Daddeln ist kein Sport

Kommentar

von Stefan Alberti

Piraten als eSport-Lobby

Es ist, als wollte die Piraten-Fraktion kurz vor Toresschluss nochmal belegen, warum dem Abgeordnetenhaus nach ihrem Abgang nicht viel fehlen wird. Für „eSport“ machte sich die Fraktion in der drittletzten Sitzung vor der Wahl am 18. September stark, eine Art Computer-Daddeln mit Wettkampfcharakter, für das sie Anerkennung als Sportart und den Status der Gemeinnützigkeit fordert.

Nicht wirklich austrainiert

Als altmodisch schätzte der Piraten-Abgeordnete Alexander Morlang all jene Parlamentskollegen ein, die vor ihm am Rednerpult Sport mit einer gewissen Körperlichkeit und Fitness in Zusammenhang brachten. Von traditionellen Wurzeln sprach etwa Gabriele Hiller von der Linksfraktion, die davon unter anderem deshalb etwas versteht, weil sie schon mal einen Marathon gelaufen ist.

Aber Morlang, der rein optisch nicht an einen austrainierten Sportler erinnert, wusste es natürlich besser: „eSport“ siedelte er zwischen Schach und Formel 1 an, mit vielleicht etwas weniger Beschleunigung. Welch Ignoranz! Ein Formel-1-Fahrer ohne absolute Fitness setzt selbst bei überragenden Steuerkünsten seinen Wagen schnell in den Sand oder vor die Wand, weil zu starke Kräfte auf den Körper wirken. Der McLaren-Fahrer und Ex-Weltmeister Jenson Button etwa ist zugleich ein herausragender Triathlet.
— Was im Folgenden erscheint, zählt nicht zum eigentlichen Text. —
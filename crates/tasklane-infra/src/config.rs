//! Engine configuration loader for Tasklane.
//!
//! Reads `config.toml` from the data directory (`~/.tasklane/` in production)
//! and deserializes it into [`EngineConfig`]. Falls back to defaults when the
//! file is missing or malformed.

use std::path::Path;

use tasklane_types::config::EngineConfig;

/// Load engine configuration from `{data_dir}/config.toml`.
///
/// - If the file does not exist, returns [`EngineConfig::default()`].
/// - If the file exists but fails to parse, logs a warning and returns the default.
/// - If the file exists and parses successfully, returns the parsed config.
pub async fn load_engine_config(data_dir: &Path) -> EngineConfig {
    let config_path = data_dir.join("config.toml");

    let content = match tokio::fs::read_to_string(&config_path).await {
        Ok(content) => content,
        Err(err) if err.kind() == std::io::ErrorKind::NotFound => {
            tracing::debug!("No config.toml found at {}, using defaults", config_path.display());
            return EngineConfig::default();
        }
        Err(err) => {
            tracing::warn!("Failed to read {}: {err}, using defaults", config_path.display());
            return EngineConfig::default();
        }
    };

    match toml::from_str::<EngineConfig>(&content) {
        Ok(config) => config,
        Err(err) => {
            tracing::warn!(
                "Failed to parse {}: {err}, using defaults",
                config_path.display()
            );
            EngineConfig::default()
        }
    }
}

/// Database URL to open: the configured one, else `{data_dir}/tasklane.db`.
pub fn resolve_database_url(config: &EngineConfig, data_dir: &Path) -> String {
    match &config.database_url {
        Some(url) => url.clone(),
        None => format!("sqlite://{}?mode=rwc", data_dir.join("tasklane.db").display()),
    }
}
Doch Morlang wusste es noch besser: Turnen, die klassische Übung der Körperbeherrschung, Einzel- wie Mannschaftssportart, sah er überhaupt nicht als Sport – man bewege sich da halt nur etwas. „eSport“ hingegen könne Jugendlichen einen Rahmen und Betreuung geben.

Modern oder nicht: Wenn der Staat anfangen würde, Daddeln zum Sport zu erhöhen, dann könnte er sich gleich alle Beweglichkeitsprogramme in Schulen sparen. Schlimm genug, dass ein großer Teil der Kinder kaum noch eine gescheite Rolle vorwärts hin bekommt oder auf rückwärts laufen kann – wenn Computerspiele auch noch als Ersatz dafür eingestuft würden, wäre der Ofen komplett aus.